> [What needs to be done] Please filter the entries for the word "Deserialize" and copy every line that has it.

> [Data for the task]
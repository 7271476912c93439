use quarry_blocks::{BlockRegistry, BlockType};
use quarry_chunk::ChunkCoord;
use quarry_mesh_cpu::{ChunkMeshes, TextureAtlas};
use quarry_world::World;

fn setup() -> (World, ChunkMeshes, BlockRegistry, TextureAtlas) {
    let mut world = World::default();
    world.update(ChunkCoord::new(0, 0), 1);
    (world, ChunkMeshes::new(), BlockRegistry::builtin(), TextureAtlas::builtin())
}

#[test]
fn first_update_builds_everything_then_settles() {
    let (mut world, mut meshes, reg, atlas) = setup();
    assert_eq!(meshes.update(&mut world, &reg, &atlas), 9);
    assert_eq!(meshes.len(), 9);
    assert!(world.iter().all(|(_, c)| !c.is_dirty()));
    assert_eq!(meshes.update(&mut world, &reg, &atlas), 0);
}

#[test]
fn interior_edit_rebuilds_one_chunk() {
    let (mut world, mut meshes, reg, atlas) = setup();
    meshes.update(&mut world, &reg, &atlas);
    let before = meshes.get(ChunkCoord::new(0, 0)).unwrap().face_count;
    // A floating block well above the surface adds exactly its six faces.
    let h = world.surface_height(7, 7).unwrap();
    world.set_block(7, h + 5, 7, BlockType::OBSIDIAN);
    assert_eq!(meshes.update(&mut world, &reg, &atlas), 1);
    let after = meshes.get(ChunkCoord::new(0, 0)).unwrap().face_count;
    assert_eq!(after, before + 6);
}

#[test]
fn border_edit_rebuilds_both_sides() {
    let (mut world, mut meshes, reg, atlas) = setup();
    meshes.update(&mut world, &reg, &atlas);
    let h = world.surface_height(15, 7).unwrap();
    world.set_block(15, h + 1, 7, BlockType::COBBLESTONE);
    assert_eq!(meshes.update(&mut world, &reg, &atlas), 2);
}

#[test]
fn streaming_drops_and_refreshes_meshes() {
    let (mut world, mut meshes, reg, atlas) = setup();
    meshes.update(&mut world, &reg, &atlas);

    world.update(ChunkCoord::new(1, 0), 1);
    // 3 new chunks at x = 2, 3 at x = 1 gain a +X neighbor, 3 at x = 0 lose their -X neighbor
    assert_eq!(meshes.update(&mut world, &reg, &atlas), 9);
    assert_eq!(meshes.len(), 9);
    assert!(!meshes.is_built(ChunkCoord::new(-1, 0)));
    assert!(meshes.is_built(ChunkCoord::new(2, 1)));
    assert_eq!(meshes.update(&mut world, &reg, &atlas), 0);
}

#[test]
fn unloading_everything_empties_the_cache() {
    let (mut world, mut meshes, reg, atlas) = setup();
    meshes.update(&mut world, &reg, &atlas);
    world.unload_all();
    assert_eq!(meshes.update(&mut world, &reg, &atlas), 0);
    assert!(meshes.is_empty());
}

#[test]
fn reloaded_neighbor_refreshes_the_seam() {
    let (mut world, mut meshes, reg, atlas) = setup();
    meshes.update(&mut world, &reg, &atlas);
    let original = meshes.get(ChunkCoord::new(0, 0)).unwrap().face_count;

    // Carve a border cell of (1, 0) so (0, 0)'s seam is rebuilt against the hole.
    let y = world.surface_height(16, 7).unwrap().min(world.surface_height(15, 7).unwrap());
    world.set_block(16, y, 7, BlockType::AIR);
    meshes.update(&mut world, &reg, &atlas);

    // Regenerating (1, 0) between updates fills the hole again; the mask of
    // (0, 0) is unchanged, yet its seam must follow the new contents.
    world.unload_chunk(1, 0);
    world.load_chunk(1, 0);
    meshes.update(&mut world, &reg, &atlas);
    assert!(meshes.rebuilt().contains(&ChunkCoord::new(0, 0)));
    assert!(meshes.rebuilt().contains(&ChunkCoord::new(1, 0)));
    assert_eq!(meshes.get(ChunkCoord::new(0, 0)).unwrap().face_count, original);
}

#[test]
fn chunks_at_the_key_range_edges_are_cached() {
    let mut world = World::default();
    let mut meshes = ChunkMeshes::new();
    let reg = BlockRegistry::builtin();
    let atlas = TextureAtlas::builtin();
    world.load_chunk(i32::MAX, 0);
    world.load_chunk(i32::MIN, i32::MAX);
    world.load_chunk(200_000_000, 0);
    assert_eq!(meshes.update(&mut world, &reg, &atlas), 3);
    assert_eq!(meshes.update(&mut world, &reg, &atlas), 0);

    world.update(ChunkCoord::new(i32::MAX, i32::MAX), 1);
    assert_eq!(meshes.update(&mut world, &reg, &atlas), 4);
    assert_eq!(meshes.dropped().len(), 3);
    assert_eq!(meshes.len(), 4);
}
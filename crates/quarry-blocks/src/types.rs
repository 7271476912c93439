use std::hash::{Hash, Hasher};

use serde::{Deserialize, Serialize};

use crate::registry::BlockRegistry;

/// Numeric block-type identifier.
///
/// Chunks store these verbatim, including ids this build does not know about;
/// the registry resolves properties at read time.
#[derive(Copy, Clone, PartialEq, Eq, Hash, PartialOrd, Ord, Default, Debug, Serialize, Deserialize)]
#[serde(transparent)]
pub struct BlockType(pub u16);

macro_rules! block_types {
    ($($name:ident = $id:literal => $label:literal,)*) => {
        impl BlockType {
            $(pub const $name: BlockType = BlockType($id);)*
        }

        /// Every built-in type with its display name, in id order.
        pub(crate) const BUILTIN: &[(BlockType, &str)] = &[
            $((BlockType::$name, $label),)*
        ];
    };
}

block_types! {
    AIR = 0 => "Air",
    BEDROCK = 1 => "Bedrock",
    STONE = 2 => "Stone",
    COBBLESTONE = 3 => "Cobblestone",
    STONE_BRICKS = 4 => "Stone Bricks",
    MOSSY_STONE_BRICKS = 5 => "Mossy Stone Bricks",
    CRACKED_STONE_BRICKS = 6 => "Cracked Stone Bricks",
    CHISELED_STONE_BRICKS = 7 => "Chiseled Stone Bricks",
    POLISHED_ANDESITE = 8 => "Polished Andesite",
    POLISHED_DIORITE = 9 => "Polished Diorite",
    POLISHED_GRANITE = 10 => "Polished Granite",
    DIRT = 11 => "Dirt",
    GRASS_BLOCK = 12 => "Grass Block",
    GRASS = 13 => "Grass",
    TALL_GRASS = 14 => "Tall Grass",
    OAK_LOG = 15 => "Oak Log",
    BIRCH_LOG = 16 => "Birch Log",
    SPRUCE_LOG = 17 => "Spruce Log",
    JUNGLE_LOG = 18 => "Jungle Log",
    ACACIA_LOG = 19 => "Acacia Log",
    DARK_OAK_LOG = 20 => "Dark Oak Log",
    OAK_LEAVES = 21 => "Oak Leaves",
    BIRCH_LEAVES = 22 => "Birch Leaves",
    SPRUCE_LEAVES = 23 => "Spruce Leaves",
    JUNGLE_LEAVES = 24 => "Jungle Leaves",
    ACACIA_LEAVES = 25 => "Acacia Leaves",
    DARK_OAK_LEAVES = 26 => "Dark Oak Leaves",
    OAK_PLANKS = 27 => "Oak Planks",
    BIRCH_PLANKS = 28 => "Birch Planks",
    SPRUCE_PLANKS = 29 => "Spruce Planks",
    JUNGLE_PLANKS = 30 => "Jungle Planks",
    ACACIA_PLANKS = 31 => "Acacia Planks",
    DARK_OAK_PLANKS = 32 => "Dark Oak Planks",
    COAL_ORE = 33 => "Coal Ore",
    IRON_ORE = 34 => "Iron Ore",
    GOLD_ORE = 35 => "Gold Ore",
    DIAMOND_ORE = 36 => "Diamond Ore",
    EMERALD_ORE = 37 => "Emerald Ore",
    LAPIS_ORE = 38 => "Lapis Ore",
    REDSTONE_ORE = 39 => "Redstone Ore",
    SAND = 40 => "Sand",
    RED_SAND = 41 => "Red Sand",
    GRAVEL = 42 => "Gravel",
    WATER = 43 => "Water",
    LAVA = 44 => "Lava",
    SNOW = 45 => "Snow",
    ICE = 46 => "Ice",
    PACKED_ICE = 47 => "Packed Ice",
    OBSIDIAN = 48 => "Obsidian",
    BOOKSHELF = 49 => "Bookshelf",
    MOSS_BLOCK = 50 => "Moss Block",
    CLAY = 51 => "Clay",
    SAND_STONE = 52 => "Sandstone",
    BRICKS = 53 => "Bricks",
    CRAFTING_TABLE = 54 => "Crafting Table",
    FURNACE = 55 => "Furnace",
    CHEST = 56 => "Chest",
    LADDER = 57 => "Ladder",
    FENCE = 58 => "Fence",
    FENCE_GATE = 59 => "Fence Gate",
    DOOR = 60 => "Door",
    PRESSURE_PLATE = 61 => "Pressure Plate",
    BUTTON = 62 => "Button",
    LEVER = 63 => "Lever",
}

impl BlockType {
    /// Reserved marker for identifiers that could not be decoded.
    pub const UNKNOWN: BlockType = BlockType(u16::MAX);

    /// Highest id with a built-in definition.
    pub const LAST_BUILTIN: BlockType = BlockType::LEVER;

    /// Wraps a raw id without validation.
    #[inline]
    pub const fn new(raw: u16) -> Self {
        BlockType(raw)
    }

    /// Decodes a raw id, mapping anything past the built-in range to `UNKNOWN`.
    #[inline]
    pub const fn from_raw(raw: u16) -> Self {
        if raw <= Self::LAST_BUILTIN.0 {
            BlockType(raw)
        } else {
            Self::UNKNOWN
        }
    }

    #[inline]
    pub const fn raw(self) -> u16 {
        self.0
    }

    #[inline]
    pub const fn is_air(self) -> bool {
        self.0 == Self::AIR.0
    }

    #[inline]
    pub const fn is_builtin(self) -> bool {
        self.0 <= Self::LAST_BUILTIN.0
    }
}

impl From<u16> for BlockType {
    fn from(raw: u16) -> Self {
        BlockType(raw)
    }
}

impl From<BlockType> for u16 {
    fn from(ty: BlockType) -> Self {
        ty.0
    }
}

/// Brightest light level a block can carry.
pub const MAX_LIGHT: u8 = 15;

/// A placed block: type, type-specific metadata, and a transient light level.
///
/// Equality and hashing only consider `(ty, metadata)`.
#[derive(Copy, Clone, Debug, Default, Serialize, Deserialize)]
pub struct Block {
    pub ty: BlockType,
    /// Orientation and similar per-type state; never interpreted by the core.
    pub metadata: u8,
    light_level: u8,
}

impl Block {
    pub const AIR: Block = Block {
        ty: BlockType::AIR,
        metadata: 0,
        light_level: 0,
    };

    #[inline]
    pub const fn new(ty: BlockType) -> Self {
        Block {
            ty,
            metadata: 0,
            light_level: 0,
        }
    }

    #[inline]
    pub const fn with_metadata(ty: BlockType, metadata: u8) -> Self {
        Block {
            ty,
            metadata,
            light_level: 0,
        }
    }

    #[inline]
    pub fn with_light(mut self, level: u8) -> Self {
        self.set_light_level(level);
        self
    }

    #[inline]
    pub fn light_level(&self) -> u8 {
        self.light_level
    }

    /// Stores `level`, clamped to `MAX_LIGHT`.
    #[inline]
    pub fn set_light_level(&mut self, level: u8) {
        self.light_level = level.min(MAX_LIGHT);
    }

    #[inline]
    pub fn is_air(&self) -> bool {
        self.ty.is_air()
    }

    #[inline]
    pub fn is_solid(&self, reg: &BlockRegistry) -> bool {
        reg.block_is_solid(*self)
    }

    #[inline]
    pub fn is_liquid(&self, reg: &BlockRegistry) -> bool {
        reg.block_is_liquid(*self)
    }

    #[inline]
    pub fn is_transparent(&self, reg: &BlockRegistry) -> bool {
        reg.block_is_transparent(*self)
    }

    #[inline]
    pub fn name<'r>(&self, reg: &'r BlockRegistry) -> &'r str {
        reg.block_name(*self)
    }
}

impl PartialEq for Block {
    fn eq(&self, other: &Self) -> bool {
        self.ty == other.ty && self.metadata == other.metadata
    }
}

impl Eq for Block {}

impl Hash for Block {
    fn hash<H: Hasher>(&self, state: &mut H) {
        self.ty.hash(state);
        self.metadata.hash(state);
    }
}

impl From<BlockType> for Block {
    fn from(ty: BlockType) -> Self {
        Block::new(ty)
    }
}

> [Result of the task]
use serde::{Deserialize, Serialize};
#[derive(Copy, Clone, PartialEq, Eq, Hash, PartialOrd, Ord, Default, Debug, Serialize, Deserialize)]
#[derive(Copy, Clone, Debug, Default, Serialize, Deserialize)]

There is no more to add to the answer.